Astronomers find a way to “see” habitable planets orbiting other stars directly

Despite all the abundance of newly discovered planets outside our solar system, we still have not seen any worlds that can house life. Now that may have changed. A new technique allows us to see a small part of the worlds we are looking for, and on the first outing found a possible one of the closest neighbors of the Sun.

Most planets around other stars (exoplanets) have been found by their effect on their parent star, either by blocking some light or changing its motions slightly. Direct detection is limited to rare cases, such as planets so young that they are still hot enough to be observed in the infrared. Even then, we are still confined to large worlds far enough away from their sun that their light is not lost in the glare. Not the places we go to find life.

However, Kevin Wagner, a graduate student at the University of Arizona, says that this is partly because we were looking in the wrong part of the spectrum. Attempts to detect exoplanets directly were made in the near infrared, with wavelengths less than 10 microns. Yet the planets we are looking for are probably the brightest at slightly longer wavelengths.

As self-defeating as it may seem, Wagner remarked in a statement; “There is a good reason for [these choices] because the earth itself shines on you at those wavelengths. It makes sense that the earth would be brightest at the same wavelengths as the earth-like planets we are trying to find, but that does not make things easy. “Infrared emissions from the air, the camera and the telescope itself are essentially drowning out your signal,” Wagner added.

In Nature Communications, Wagner describes the use of a combination of instruments to enable the Very Large Telescope (VLT) to observe the Alpha Centauri system at wavelengths of 10-20 µm, which emits the radiation of the Earth as well block the two stars.

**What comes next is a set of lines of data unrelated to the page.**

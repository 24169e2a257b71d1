//! Bounded binary search for the swap that crosses a price threshold
//!
//! The searched amount is always the base leg of the trade: base bought
//! for [`PriceSearch::pick_buy`], base sold for [`PriceSearch::pick_sell`].
//! Buying base only raises the pool price and selling only lowers it, so
//! the crossing predicate is monotonic and the first crossing amount is
//! found exactly in `O(log(end - start))` steps.

use crate::error::{AmmError, Result};
use crate::pool_traits::PoolReserves;
use crate::ratio_solver::TargetRatio;
use crate::v2_math::V2Math;
use ethers_core::types::U256;
use serde::{Deserialize, Serialize};
use tracing::debug;

/// A swap picked by the search
#[derive(Debug, Clone, Copy, Default, PartialEq, Eq, Serialize, Deserialize)]
pub struct PickedSwap {
    /// Paid into the pool (quote when buying, base when selling)
    #[serde(with = "crate::serde_u256")]
    pub amount_in: U256,
    /// Paid out by the pool
    #[serde(with = "crate::serde_u256")]
    pub amount_out: U256,
    /// Smallest base amount in the range whose trade crosses the price
    #[serde(with = "crate::serde_u256")]
    pub boundary: U256,
}

pub struct PriceSearch;

impl PriceSearch {
    /// Smallest base purchase in `[start, end]` after which the pool price
    /// (`quote / base`) is at or above `price`
    ///
    /// `end` is capped below the base reserve, which cannot be bought out.
    pub fn pick_buy(
        reserves: &PoolReserves,
        price: &TargetRatio,
        start: U256,
        end: U256,
    ) -> Result<PickedSwap> {
        price.validate()?;
        if reserves.is_empty() {
            return Err(AmmError::division_by_zero("pick_buy reserves"));
        }
        let end = end.min(reserves.base - 1);
        Self::search(start, end, price, |base_out| {
            if base_out.is_zero() {
                return Ok((PickedSwap::default(), crosses_up(reserves, price)));
            }
            let amount_in = V2Math::get_amount_in(base_out, reserves.quote, reserves.base)?;
            let amount_out = V2Math::get_amount_out(amount_in, reserves.quote, reserves.base)?;
            let quote_after = reserves
                .quote
                .checked_add(amount_in)
                .ok_or_else(|| AmmError::overflow("pick_buy quote reserve"))?;
            let after = PoolReserves::new(reserves.base - amount_out, quote_after);
            let swap = PickedSwap {
                amount_in,
                amount_out,
                boundary: base_out,
            };
            Ok((swap, crosses_up(&after, price)))
        })
    }

    /// Smallest base sale in `[start, end]` after which the pool price is at
    /// or below `price`
    pub fn pick_sell(
        reserves: &PoolReserves,
        price: &TargetRatio,
        start: U256,
        end: U256,
    ) -> Result<PickedSwap> {
        price.validate()?;
        if reserves.is_empty() {
            return Err(AmmError::division_by_zero("pick_sell reserves"));
        }
        // the pool's base reserve must still fit after the sale
        let end = end.min(U256::MAX - reserves.base);
        Self::search(start, end, price, |base_in| {
            let amount_out = if base_in.is_zero() {
                U256::zero()
            } else {
                V2Math::get_amount_out(base_in, reserves.base, reserves.quote)?
            };
            let base_after = reserves
                .base
                .checked_add(base_in)
                .ok_or_else(|| AmmError::overflow("pick_sell base reserve"))?;
            let after = PoolReserves::new(base_after, reserves.quote - amount_out);
            let swap = PickedSwap {
                amount_in: base_in,
                amount_out,
                boundary: base_in,
            };
            Ok((swap, crosses_down(&after, price)))
        })
    }

    /// Lower-bound search over a monotonic `evaluate`
    fn search<F>(start: U256, end: U256, price: &TargetRatio, evaluate: F) -> Result<PickedSwap>
    where
        F: Fn(U256) -> Result<(PickedSwap, bool)>,
    {
        if start > end {
            return Err(AmmError::InvalidRange { start, end });
        }
        let (last, reachable) = evaluate(end)?;
        if !reachable {
            return Err(AmmError::PriceUnreachable {
                price_base: price.base,
                price_quote: price.quote,
                start,
                end,
            });
        }

        let (mut low, mut high) = (start, end);
        let mut best = last;
        let mut steps = 0u32;
        while low < high {
            let mid = low + (high - low) / 2;
            let (swap, crossed) = evaluate(mid)?;
            if crossed {
                high = mid;
                best = swap;
            } else {
                low = mid + 1;
            }
            steps += 1;
        }
        debug!(boundary = %best.boundary, steps, "Price threshold located");
        Ok(best)
    }
}

/// Pool price at or above `price`
fn crosses_up(reserves: &PoolReserves, price: &TargetRatio) -> bool {
    reserves.quote.full_mul(price.base) >= reserves.base.full_mul(price.quote)
}

/// Pool price at or below `price`
fn crosses_down(reserves: &PoolReserves, price: &TargetRatio) -> bool {
    reserves.quote.full_mul(price.base) <= reserves.base.full_mul(price.quote)
}

#[cfg(test)]
mod tests {
    use super::*;

    fn u(value: &str) -> U256 {
        U256::from_dec_str(value).unwrap()
    }

    fn pool() -> PoolReserves {
        // price 5 quote per base
        PoolReserves::new(u("10000000000000000000"), u("50000000000000000000"))
    }

    fn price(base: u64, quote: u64) -> TargetRatio {
        TargetRatio::new(U256::from(base), U256::from(quote)).unwrap()
    }

    fn price_after_buy(reserves: &PoolReserves, swap: &PickedSwap) -> (U256, U256) {
        (reserves.base - swap.amount_out, reserves.quote + swap.amount_in)
    }

    #[test]
    fn test_pick_buy_finds_exact_boundary() {
        let reserves = pool();
        let threshold = price(1, 7);
        let swap =
            PriceSearch::pick_buy(&reserves, &threshold, U256::zero(), u("9000000000000000000"))
                .unwrap();

        let (base, quote) = price_after_buy(&reserves, &swap);
        assert!(quote >= base * U256::from(7u64));
        assert!(swap.amount_out >= swap.boundary);

        let before =
            PriceSearch::pick_buy(&reserves, &threshold, U256::zero(), swap.boundary - 1);
        assert!(matches!(before, Err(AmmError::PriceUnreachable { .. })));
    }

    #[test]
    fn test_pick_sell_finds_exact_boundary() {
        let reserves = pool();
        let threshold = price(1, 4);
        let swap = PriceSearch::pick_sell(
            &reserves,
            &threshold,
            U256::zero(),
            u("10000000000000000000"),
        )
        .unwrap();

        assert_eq!(swap.amount_in, swap.boundary);
        let base = reserves.base + swap.amount_in;
        let quote = reserves.quote - swap.amount_out;
        assert!(quote <= base * U256::from(4u64));

        let (previous_base, previous_quote) = {
            let previous = swap.boundary - 1;
            let out = V2Math::get_amount_out(previous, reserves.base, reserves.quote).unwrap();
            (reserves.base + previous, reserves.quote - out)
        };
        assert!(previous_quote > previous_base * U256::from(4u64));
    }

    #[test]
    fn test_already_crossed_returns_start() {
        let reserves = pool();
        let swap =
            PriceSearch::pick_buy(&reserves, &price(1, 4), U256::zero(), u("1000")).unwrap();
        assert_eq!(swap, PickedSwap::default());

        let swap = PriceSearch::pick_sell(&reserves, &price(1, 6), u("5"), u("1000")).unwrap();
        assert_eq!(swap.boundary, u("5"));
    }

    #[test]
    fn test_unbounded_range_end() {
        let reserves = PoolReserves::new(U256::from(10_000u64), U256::from(50_000u64));

        let sale = PriceSearch::pick_sell(&reserves, &price(1, 4), U256::zero(), U256::MAX).unwrap();
        let bounded =
            PriceSearch::pick_sell(&reserves, &price(1, 4), U256::zero(), u("10000")).unwrap();
        assert_eq!(sale, bounded);
        assert_eq!(sale.boundary, u("1183"));
        assert_eq!(sale.amount_out, u("5275"));

        let purchase =
            PriceSearch::pick_buy(&reserves, &price(1, 7), U256::zero(), U256::MAX).unwrap();
        let bounded =
            PriceSearch::pick_buy(&reserves, &price(1, 7), U256::zero(), u("9999")).unwrap();
        assert_eq!(purchase, bounded);
    }

    #[test]
    fn test_unreachable_price() {
        let result = PriceSearch::pick_sell(&pool(), &price(1, 1), U256::zero(), u("1000"));
        assert!(matches!(result, Err(AmmError::PriceUnreachable { .. })));
    }

    #[test]
    fn test_inverted_range() {
        let result = PriceSearch::pick_sell(&pool(), &price(1, 4), u("10"), u("1"));
        assert_eq!(
            result,
            Err(AmmError::InvalidRange {
                start: u("10"),
                end: u("1")
            })
        );
    }
}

Alpha Centauri A and B are about 11 times as far apart as the earth and the sun. A candidate planet has been found in the habitable zone of Alpha Centauri A. Image credit: NASA / ESA / Hubble

“We move one star and one star from the cliff paragraph every tenth of one second,” Wagner said. “It allows us to observe each star half the time, and, more importantly, it also allows us to subtract one frame from the next frame, which is all essentially just noise, removed from the camera and the telescope. “

Wagner and co-authors took more than 5 million images in nearly 100 hours, stacking them on top of each other and removing unwanted contributions in a way he compares to the noise-canceling headphones.

In the process, Wagner found a light source he named C1, which apparently lies in the habitable zone of Alpha Centauri A. More needs to be done to eliminate instrumental errors or clouds of dust, but C1 may also be the right thing to do.

“There is one point source that looks like what we would expect a planet to look like, which we cannot explain with the systematic error correction,” Wagner said.

The team hopes to verify the existence of C1, both with follow-up observations on the VLT, and by alternative planetary hunting methods, and to apply the same method to other stars. Nevertheless, the approach has its limitations. Apart from the fact that it takes a lot of time on one of the most expensive telescopes in the world, targets are limited to stars in the area. In addition, Wagner’s technique could not yet find an Earth-sized planet. It will probably be the smallest object about 3-5 times the radius of Earth, making it almost certainly a Neptune-style gas planet as a super-Earth.